Rene and Saraya stayed in the circuit, each sister chasing her own addiction. Rene collected confused straight women like trophies, luring them in with that predatory smile and keeping score of how many "just experimenting" girls never made it back to boyfriends after her bed. "It's not my fault they don't know what they want until I show them," she'd laugh, fingers tracing patterns on some random girl's thigh at the bar while we pretended not to notice how good she was at it. Meanwhile, Saraya injected, supplemented, and lifted her way to a body that screamed power—muscles stacked on muscles until her skin stretched thin as cigarette paper, veins writhing like worms beneath the surface. Both hooked on their own kind of conquest—Rene's bedroom tallies and Saraya's weight room records—chasing validation in places that would never fill what was missing.
Remy channeled that swamp-born intensity into chemical engineering, hunched over beakers that bubble and hiss like the bayou at dusk. His scarred hands, once callused from barbells, now mix compounds with surgical precision, creating flavor enhancers that fool the tongue into tasting what isn't there. The same goddamn determination that pushed him through gut-wrenching workouts now keeps him awake for days, eyes bloodshot and burning, chasing formulas that will make processed shit taste like mama's Sunday gravy.
We haven't spoken in years. Some bonds aren't meant to last. Some are forged in such darkness they can't survive the light.

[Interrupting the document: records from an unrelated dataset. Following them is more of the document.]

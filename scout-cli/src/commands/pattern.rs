//! Pattern command handlers
//!
//! Listing the catalog, showing and running one pattern, deleting patterns.

use anyhow::{Result, bail};
use clap::Subcommand;
use colored::*;
use scout_client::PatternStore;
use scout_workbench::{ExecutionSession, Session};
use std::sync::Arc;

use super::{confirmer, parse_key_val};
use crate::config::Config;
use crate::name_resolver::resolve_pattern_name;
use crate::render;

/// Pattern subcommands
#[derive(Subcommand)]
pub enum PatternCommands {
    /// List stored patterns
    List {
        /// Only patterns with this tag
        #[arg(short, long)]
        tag: Option<String>,
    },
    /// Show a pattern with its parameters and pipeline
    Show {
        /// Pattern name or unambiguous prefix
        name: String,
    },
    /// Run a pattern
    Run {
        /// Pattern name or unambiguous prefix
        name: String,

        /// Parameter values as key=value pairs (e.g., player=Messi)
        #[arg(short, long, value_parser = parse_key_val)]
        param: Vec<(String, String)>,

        /// Restrict to one match
        #[arg(short, long = "match")]
        match_id: Option<String>,

        /// Maximum number of rows
        #[arg(short, long, default_value_t = scout_core::dto::pattern::DEFAULT_RESULT_LIMIT)]
        limit: u32,

        /// Show every field of every row, not just the first row's
        #[arg(long)]
        all_columns: bool,
    },
    /// Delete a pattern
    Delete {
        /// Exact pattern name
        name: String,

        /// Do not ask for confirmation
        #[arg(short, long)]
        yes: bool,
    },
}

/// Handle pattern commands
pub async fn handle_pattern_command(command: PatternCommands, config: &Config) -> Result<()> {
    let store: Arc<dyn PatternStore> = Arc::new(config.client()?);

    match command {
        PatternCommands::List { tag } => list_patterns(store, config, tag).await,
        PatternCommands::Show { name } => show_pattern(store.as_ref(), &name).await,
        PatternCommands::Run {
            name,
            param,
            match_id,
            limit,
            all_columns,
        } => run_pattern(store, &name, param, match_id, limit, all_columns).await,
        PatternCommands::Delete { name, yes } => delete_pattern(store, &name, yes).await,
    }
}

/// List the catalog, marking patterns in the user's collection
async fn list_patterns(
    store: Arc<dyn PatternStore>,
    config: &Config,
    tag: Option<String>,
) -> Result<()> {
    let mut session = ExecutionSession::new(store);
    session.load_queries(tag.as_deref()).await?;

    let client = Arc::new(config.client()?);
    let mut user = Session::with_file(client, &config.session_file);
    user.restore();

    let patterns = session.patterns();
    if patterns.is_empty() {
        println!("{}", "No patterns found.".yellow());
        return Ok(());
    }

    println!("{}", format!("Found {} pattern(s):", patterns.len()).bold());
    println!();
    for pattern in patterns {
        render::print_pattern_summary(pattern, user.is_query_saved(&pattern.name));
        println!();
    }
    Ok(())
}

async fn show_pattern(store: &dyn PatternStore, name: &str) -> Result<()> {
    let name = resolve_pattern_name(store, name).await?;
    let pattern = store.get_pattern(&name).await?;
    render::print_pattern_details(&pattern);
    Ok(())
}

async fn run_pattern(
    store: Arc<dyn PatternStore>,
    name: &str,
    params: Vec<(String, String)>,
    match_id: Option<String>,
    limit: u32,
    all_columns: bool,
) -> Result<()> {
    let name = resolve_pattern_name(store.as_ref(), name).await?;
    let mut session = ExecutionSession::new(store).with_limit(limit);

    session.select(&name).await?;
    for (key, value) in params {
        session.set_parameter(&key, value)?;
    }
    session.select_match(match_id);

    session.execute().await?;
    let Some(result) = session.result() else {
        return Ok(());
    };

    println!(
        "{}",
        format!("{}: {} row(s)", result.query_name, result.row_count()).bold()
    );
    if let Some(error) = &result.error {
        println!("{}", error.red());
    }
    println!();
    render::print_results(&result.results, all_columns);
    Ok(())
}

async fn delete_pattern(store: Arc<dyn PatternStore>, name: &str, yes: bool) -> Result<()> {
    let mut session = ExecutionSession::new(store);

    let deleted = match session.delete_pattern(name, confirmer(yes)).await {
        Ok(deleted) => deleted,
        Err(e) if e.is_not_found() => bail!("Pattern \"{}\" does not exist", name),
        Err(e) => return Err(e.into()),
    };
    if deleted {
        println!(
            "{}",
            format!("✓ Query \"{}\" deleted successfully!", name).green()
        );
        match session.error() {
            Some(error) => println!("  {}", error.yellow()),
            None => println!(
                "  {} pattern(s) remain",
                session.patterns().len().to_string().dimmed()
            ),
        }
    } else {
        println!("{}", "Cancelled.".yellow());
    }
    Ok(())
}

But sometimes, when I think back, I swear I can hear Karen laughing—that rare, genuine sound that cracked through her armor like lightning splitting oak.
I can feel the sigh of her voice in my ear in those few quiet moments she'd allow herself to rest, her breath hot and ragged against my neck. She knew you better than you knew yourself, Wendy murmurs in the darkness. She saw through the mask you wore.